In 2000, New York Times reporter David Cay Johnston interviewed six people
named as "estate tax spokesmen" by the National Federation of
Independent Business and the American Farm Bureau Federation. Only one
of them was aware of the Senate proposal to triple the family business
exemption.
There are already
special estate tax rules for family farms.
- Farmland can be
valued at between 45% and 75% of its fair market price.
- Any taxes due can
be paid over 14 years, at interest rates as low as 4 percent.
- Unlike most couples,
farm couples can exempt up to $2.6 million from taxes.
Repealing the
estate tax will help mega-operations at the expense of small farms.
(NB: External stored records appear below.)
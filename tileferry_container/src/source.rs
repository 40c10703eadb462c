//! Lazy, single-pass tile producers.
//!
//! A [`TileSource`] hands out every tile of a container exactly once, in container order, with
//! rows in the canonical (TMS) convention. Sources are not restartable; reopen the container to
//! read it again.

use crate::{MBTilesStore, mbtiles::coord_from_row};
use anyhow::{Context, Result};
use r2d2_sqlite::rusqlite::params;
use std::{collections::VecDeque, fmt::Debug};
use tileferry_core::{Tile, TileCoord};

/// Number of rows fetched per query by [`MBTilesTileSource`].
pub const PAGE_SIZE: usize = 256;

pub trait TileSource: Debug + Send {
	/// The next tile, or `None` once the source is exhausted.
	fn next_tile(&mut self) -> Result<Option<Tile>>;

	/// Number of tiles this source is expected to produce, if known.
	fn len_hint(&self) -> Option<u64>;
}

/// Reads the `tiles` table (or view) of an MBTiles store ordered by zoom, column and row.
///
/// Pages are fetched with a keyset condition on the last coordinate seen, so no cursor is held
/// open between calls.
#[derive(Debug)]
pub struct MBTilesTileSource {
	store: MBTilesStore,
	max_zoom: Option<u8>,
	page: VecDeque<Tile>,
	last: Option<TileCoord>,
	exhausted: bool,
	total: u64,
}

impl MBTilesTileSource {
	/// Creates a source over all tiles with `zoom_level <= max_zoom` (all tiles for `None`).
	pub fn new(store: MBTilesStore, max_zoom: Option<u8>) -> Result<MBTilesTileSource> {
		let total = store.count_tiles(max_zoom)?;
		Ok(MBTilesTileSource {
			store,
			max_zoom,
			page: VecDeque::new(),
			last: None,
			exhausted: false,
			total,
		})
	}

	fn fetch_page(&mut self) -> Result<()> {
		let (zoom, column, row) = match self.last {
			Some(coord) => (i64::from(coord.zoom), i64::from(coord.column), i64::from(coord.row)),
			None => (-1, -1, -1),
		};

		let conn = self.store.conn()?;
		let mut stmt = conn.prepare_cached(
			"SELECT zoom_level, tile_column, tile_row, tile_data FROM tiles
			WHERE (zoom_level, tile_column, tile_row) > (?1, ?2, ?3) AND zoom_level <= ?4
			ORDER BY zoom_level, tile_column, tile_row LIMIT ?5",
		)?;
		let mut rows = stmt.query(params![
			zoom,
			column,
			row,
			i64::from(self.max_zoom.unwrap_or(u8::MAX)),
			PAGE_SIZE as i64
		])?;

		while let Some(row) = rows.next()? {
			let coord = coord_from_row(row.get(0)?, row.get(1)?, row.get(2)?)?;
			let data: Vec<u8> = row.get(3).with_context(|| format!("reading tile_data of {coord:?}"))?;
			self.page.push_back(Tile::new(coord, data));
		}

		if self.page.len() < PAGE_SIZE {
			self.exhausted = true;
		}
		if let Some(tile) = self.page.back() {
			self.last = Some(tile.coord);
		}
		Ok(())
	}
}

impl TileSource for MBTilesTileSource {
	fn next_tile(&mut self) -> Result<Option<Tile>> {
		if self.page.is_empty() && !self.exhausted {
			self.fetch_page()?;
		}
		Ok(self.page.pop_front())
	}

	fn len_hint(&self) -> Option<u64> {
		Some(self.total)
	}
}

#[cfg(test)]
mod tests {
	use super::*;
	use crate::compaction::compact_mbtiles;
	use assert_fs::TempDir;

	fn store_with_pyramid(dir: &TempDir, max_zoom: u8) -> Result<MBTilesStore> {
		let store = MBTilesStore::create(&dir.path().join("pyramid.mbtiles"))?;
		let mut tiles = Vec::new();
		for zoom in (0..=max_zoom).rev() {
			let size = 1u32 << zoom;
			for column in 0..size {
				for row in 0..size {
					tiles.push(Tile::new(TileCoord::new(zoom, column, row)?, vec![zoom, (column % 2) as u8]));
				}
			}
		}
		store.insert_tiles(&tiles)?;
		Ok(store)
	}

	fn drain(source: &mut dyn TileSource) -> Result<Vec<Tile>> {
		let mut tiles = Vec::new();
		while let Some(tile) = source.next_tile()? {
			tiles.push(tile);
		}
		Ok(tiles)
	}

	#[test]
	fn reads_all_tiles_in_order_across_pages() -> Result<()> {
		let dir = TempDir::new()?;
		// 1 + 4 + 16 + 64 + 256 = 341 tiles, more than one page
		let store = store_with_pyramid(&dir, 4)?;
		let mut source = MBTilesTileSource::new(store, None)?;
		assert_eq!(source.len_hint(), Some(341));

		let tiles = drain(&mut source)?;
		assert_eq!(tiles.len(), 341);
		let coords: Vec<TileCoord> = tiles.iter().map(|t| t.coord).collect();
		let mut sorted = coords.clone();
		sorted.sort();
		assert_eq!(coords, sorted);
		assert_eq!(tiles[0].coord, TileCoord::new(0, 0, 0)?);
		assert_eq!(tiles[1].data, vec![1, 0]);

		assert!(source.next_tile()?.is_none());
		Ok(())
	}

	#[test]
	fn max_zoom_limits_tiles() -> Result<()> {
		let dir = TempDir::new()?;
		let store = store_with_pyramid(&dir, 3)?;
		let mut source = MBTilesTileSource::new(store, Some(2))?;
		assert_eq!(source.len_hint(), Some(21));
		let tiles = drain(&mut source)?;
		assert_eq!(tiles.len(), 21);
		assert!(tiles.iter().all(|t| t.coord.zoom <= 2));
		Ok(())
	}

	#[test]
	fn reads_compacted_stores() -> Result<()> {
		let dir = TempDir::new()?;
		let store = store_with_pyramid(&dir, 4)?;
		let summary = compact_mbtiles(&store, 100)?;
		assert_eq!(summary.unique, 9);

		let tiles = drain(&mut MBTilesTileSource::new(store, None)?)?;
		assert_eq!(tiles.len(), 341);
		assert_eq!(tiles[340].coord, TileCoord::new(4, 15, 15)?);
		assert_eq!(tiles[340].data, vec![4, 1]);
		Ok(())
	}

	#[test]
	fn empty_store() -> Result<()> {
		let dir = TempDir::new()?;
		let store = MBTilesStore::create(&dir.path().join("empty.mbtiles"))?;
		let mut source = MBTilesTileSource::new(store, None)?;
		assert_eq!(source.len_hint(), Some(0));
		assert!(source.next_tile()?.is_none());
		Ok(())
	}
}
Chuck Hassebrook, executive director of the Center for Rural Affairs in
Walthill, NE, argued in a 1997 New York Times op-ed that estate taxes
help to level the playing field in farming. Repealing the estate tax will
remove the only brake on further expansion by mega-farms.
Many of the
wealthiest "farmers" arent farmers at all.
A significant number of the "family farmers" who would benefit
from an estate tax repeal are actually wealthy urban landowners who own
a ranch or horse farm as a vacation getaway.